Signal Three: Swollen and Painful Testicles in Boys, Lower Abdominal Pain in Girls

This is the most common complication of mumps after puberty, where the virus attacks the reproductive system.

  • Specific Manifestations:
    • Boys (Orchitis): A few days after facial swelling, one or both testicles suddenly become red, swollen, hot, and severely painful.
    • Girls (Oophoritis): May experience lower abdominal pain, but it is less typical and harder to detect than orchitis.

In summary: If a boy's testicles swell while his cheeks are still swollen from mumps, it's almost certainly a sign of this complication. Although not fatal, it can affect fertility, so seek medical attention immediately.

Signal Four: Sudden Hearing Loss

In rare cases, the mumps virus can damage the auditory nerve, leading to hearing loss or even permanent deafness.

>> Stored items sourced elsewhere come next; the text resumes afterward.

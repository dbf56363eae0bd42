use std::path::PathBuf;
use thiserror::Error;

/// A frontmatter field that failed validation.
#[derive(Error, Debug, Clone, PartialEq, Eq)]
#[error("invalid `{field}`: {reason}")]
pub struct SchemaError {
    pub field: String,
    pub reason: String,
}

impl SchemaError {
    pub fn new(field: impl Into<String>, reason: impl Into<String>) -> Self {
        Self {
            field: field.into(),
            reason: reason.into(),
        }
    }

    pub fn missing(field: &str) -> Self {
        Self::new(field, "required field is missing")
    }
}

#[derive(Error, Debug)]
pub enum FolioError {
    #[error("{}: {source}", path.display())]
    Schema { path: PathBuf, source: SchemaError },

    #[error("{}: {message}", path.display())]
    Document { path: PathBuf, message: String },

    #[error("Content error: {0}")]
    Content(String),

    #[error("{0}")]
    Filter(#[from] crate::filter::UnknownSelection),

    #[error("IO error: {0}")]
    Io(#[from] std::io::Error),

    #[error("Frontmatter error: {0}")]
    Yaml(#[from] serde_yaml::Error),

    #[error("Serialization error: {0}")]
    Serialization(#[from] serde_json::Error),

    #[error("Template error: {0}")]
    Template(#[from] stencil::Error),

    #[error("Config error: {0}")]
    Config(#[from] confique::Error),

    #[error("Invalid site URL: {0}")]
    Url(#[from] url::ParseError),

    #[error("Image error: {0}")]
    Image(#[from] image::ImageError),

    #[error("Font error in {}: {message}", path.display())]
    Font { path: PathBuf, message: String },

    #[error("Feed error: {0}")]
    Feed(String),
}

pub type Result<T> = std::result::Result<T, FolioError>;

  • Specific Manifestations:
    • Sudden Hearing Loss: Suddenly feeling that sounds are muffled in one or both ears, as if cotton is stuffed inside.
    • Tinnitus, Dizziness: Ringing or buzzing in the ears, or feeling like the world is spinning.

In summary: If you experience sudden hearing loss, do not take it lightly. This could be the virus attacking your ears, and immediate medical attention is needed to save your hearing.


Overall, mumps is a self-limiting disease, meaning the body can recover on its own. However, if any of the "unusual" symptoms mentioned above appear, it means the virus may no longer be content to stay only in the parotid glands; it has begun to "roam" throughout the body, attacking other vital organs.

Remember, do not self-diagnose, and do not try to tough it out. If you feel any new, very uncomfortable symptoms beyond facial swelling and fever, the safest course of action is: Go to the hospital immediately and explain your situation to the doctor!